Господи, а что сталось с моей каретой?! Куда подевались лошади?
Не долго думая, я решила спросить об этом слугу, ответственного за них. Уже зная, что в комнате не найдется колокольчика и вообще нет возможности обычным способом вызвать прислугу, я распахнула окно, которое и без того было приоткрыто, и громко позвала Романа. Он как-то сразу расслышал в городском шуме мой голос.

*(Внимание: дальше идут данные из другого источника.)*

use serde::{Deserialize, Serialize};

#[derive(Debug, Clone, Copy, PartialEq, Eq, PartialOrd, Ord, Hash, Default, Serialize, Deserialize)]
#[serde(rename_all = "snake_case")]
pub enum Priority {
    Off,
    #[default]
    Normal,
    High,
}

/// Sorted, disjoint, half-open `[begin, end)` ranges of chunk indices.
#[derive(Debug, Clone, Default, PartialEq, Eq, Serialize, Deserialize)]
pub struct Ranges {
    ranges: Vec<(u32, u32)>,
}

impl Ranges {
    pub fn new() -> Self {
        Self::default()
    }

    pub fn from_range(begin: u32, end: u32) -> Self {
        let mut r = Self::default();
        r.insert(begin, end);
        r
    }

    pub fn is_empty(&self) -> bool {
        self.ranges.is_empty()
    }

    pub fn iter(&self) -> impl Iterator<Item = (u32, u32)> + '_ {
        self.ranges.iter().copied()
    }

    pub fn clear(&mut self) {
        self.ranges.clear()
    }

    /// Total count of indices covered.
    pub fn intersect_distance(&self, begin: u32, end: u32) -> u32 {
        self.ranges
            .iter()
            .map(|(b, e)| {
                let b = (*b).max(begin);
                let e = (*e).min(end);
                e.saturating_sub(b)
            })
            .sum()
    }

    pub fn has(&self, index: u32) -> bool {
        // First range whose end is past index.
        let pos = self.ranges.partition_point(|(_, e)| *e <= index);
        self.ranges
            .get(pos)
            .map(|(b, _)| *b <= index)
            .unwrap_or(false)
    }

    pub fn insert(&mut self, begin: u32, end: u32) {
        if begin >= end {
            return;
        }
        // Ranges touching or overlapping [begin, end) get merged into it.
        let first = self.ranges.partition_point(|(_, e)| *e < begin);
        let last = self.ranges.partition_point(|(b, _)| *b <= end);
        let mut new_begin = begin;
        let mut new_end = end;
        if first < last {
            new_begin = new_begin.min(self.ranges[first].0);
            new_end = new_end.max(self.ranges[last - 1].1);
        }
        self.ranges
            .splice(first..last, std::iter::once((new_begin, new_end)));
    }

    pub fn erase(&mut self, begin: u32, end: u32) {
        if begin >= end {
            return;
        }
        let mut result = Vec::with_capacity(self.ranges.len() + 1);
        for (b, e) in self.ranges.drain(..) {
            if e <= begin || b >= end {
                result.push((b, e));
                continue;
            }
            if b < begin {
                result.push((b, begin));
            }
            if e > end {
                result.push((end, e));
            }
        }
        self.ranges = result;
    }

    /// Sub-ranges falling inside `[begin, end)`, in order.
    pub fn iter_within(&self, begin: u32, end: u32) -> impl Iterator<Item = (u32, u32)> + '_ {
        self.ranges.iter().filter_map(move |(b, e)| {
            let b = (*b).max(begin);
            let e = (*e).min(end);
            (b < e).then_some((b, e))
        })
    }
}

/// Which chunks are wanted, and how urgently. Anything not in either set is
/// [`Priority::Off`].
#[derive(Debug, Clone, Default, PartialEq, Eq, Serialize, Deserialize)]
pub struct PriorityRanges {
    pub normal: Ranges,
    pub high: Ranges,
}

impl PriorityRanges {
    /// Everything in `[0, size)` at normal priority.
    pub fn all_normal(size: u32) -> Self {
        Self {
            normal: Ranges::from_range(0, size),
            high: Ranges::new(),
        }
    }

    pub fn priority_of(&self, index: u32) -> Priority {
        if self.high.has(index) {
            Priority::High
        } else if self.normal.has(index) {
            Priority::Normal
        } else {
            Priority::Off
        }
    }

    pub fn is_wanted(&self, index: u32) -> bool {
        self.priority_of(index) != Priority::Off
    }

    pub fn set(&mut self, begin: u32, end: u32, priority: Priority) {
        self.high.erase(begin, end);
        self.normal.erase(begin, end);
        match priority {
            Priority::Off => {}
            Priority::Normal => self.normal.insert(begin, end),
            Priority::High => self.high.insert(begin, end),
        }
    }

    pub fn get(&self, priority: Priority) -> Option<&Ranges> {
        match priority {
            Priority::Off => None,
            Priority::Normal => Some(&self.normal),
            Priority::High => Some(&self.high),
        }
    }
}

#[cfg(test)]
mod tests {
    use super::*;

    #[test]
    fn test_insert_merges() {
        let mut r = Ranges::new();
        r.insert(10, 20);
        r.insert(30, 40);
        r.insert(20, 25);
        assert_eq!(r.iter().collect::<Vec<_>>(), vec![(10, 25), (30, 40)]);
        r.insert(5, 35);
        assert_eq!(r.iter().collect::<Vec<_>>(), vec![(5, 40)]);
        r.insert(50, 50);
        assert_eq!(r.iter().count(), 1);
    }

    #[test]
    fn test_erase_splits() {
        let mut r = Ranges::from_range(0, 100);
        r.erase(10, 20);
        r.erase(90, 200);
        assert_eq!(r.iter().collect::<Vec<_>>(), vec![(0, 10), (20, 90)]);
        assert!(r.has(0));
        assert!(r.has(9));
        assert!(!r.has(10));
        assert!(!r.has(19));
        assert!(r.has(20));
        assert!(!r.has(90));
        assert_eq!(r.intersect_distance(5, 25), 10);
    }

    #[test]
    fn test_iter_within() {
        let mut r = Ranges::new();
        r.insert(0, 5);
        r.insert(10, 15);
        assert_eq!(
            r.iter_within(3, 12).collect::<Vec<_>>(),
            vec![(3, 5), (10, 12)]
        );
    }

    #[test]
    fn test_priority_ranges() {
        let mut p = PriorityRanges::all_normal(100);
        p.set(0, 10, Priority::High);
        p.set(90, 100, Priority::Off);
        assert_eq!(p.priority_of(5), Priority::High);
        assert_eq!(p.priority_of(50), Priority::Normal);
        assert_eq!(p.priority_of(95), Priority::Off);
        assert!(!p.is_wanted(95));
    }
}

Подняв голову и узрев меня в окне, Роман вежливо поклонился. Я жестом велела ему подняться ко мне.
Минуты через две Роман уже был в моей комнате.
— Что все это означает? — спросила я, стараясь, чтобы голос прозвучал, как обычно, сдержанно-сурово, но, боюсь, на сей раз мне это не удалось. Сама почувствовала — получилось как-то жалостливо.
Кучер был удивлен. И кажется, попытался снять с себя вину.
— Так я же сменил колесо, — вроде бы оправдывался он. — Теперь мы можем ехать, как только ясновельможная пани того пожелает, ведь колесо отлетело...
— Где мы находимся? — резко перебила я непонятные разглагольствования слуги.
Роман с тревогой в голосе ответил:
— Ну как же, пани соизволила забыть, вчера ведь колесо отскочило, требовалось починить...
— Где мы находимся?! — потеряв терпение, громким голосом вскричала я.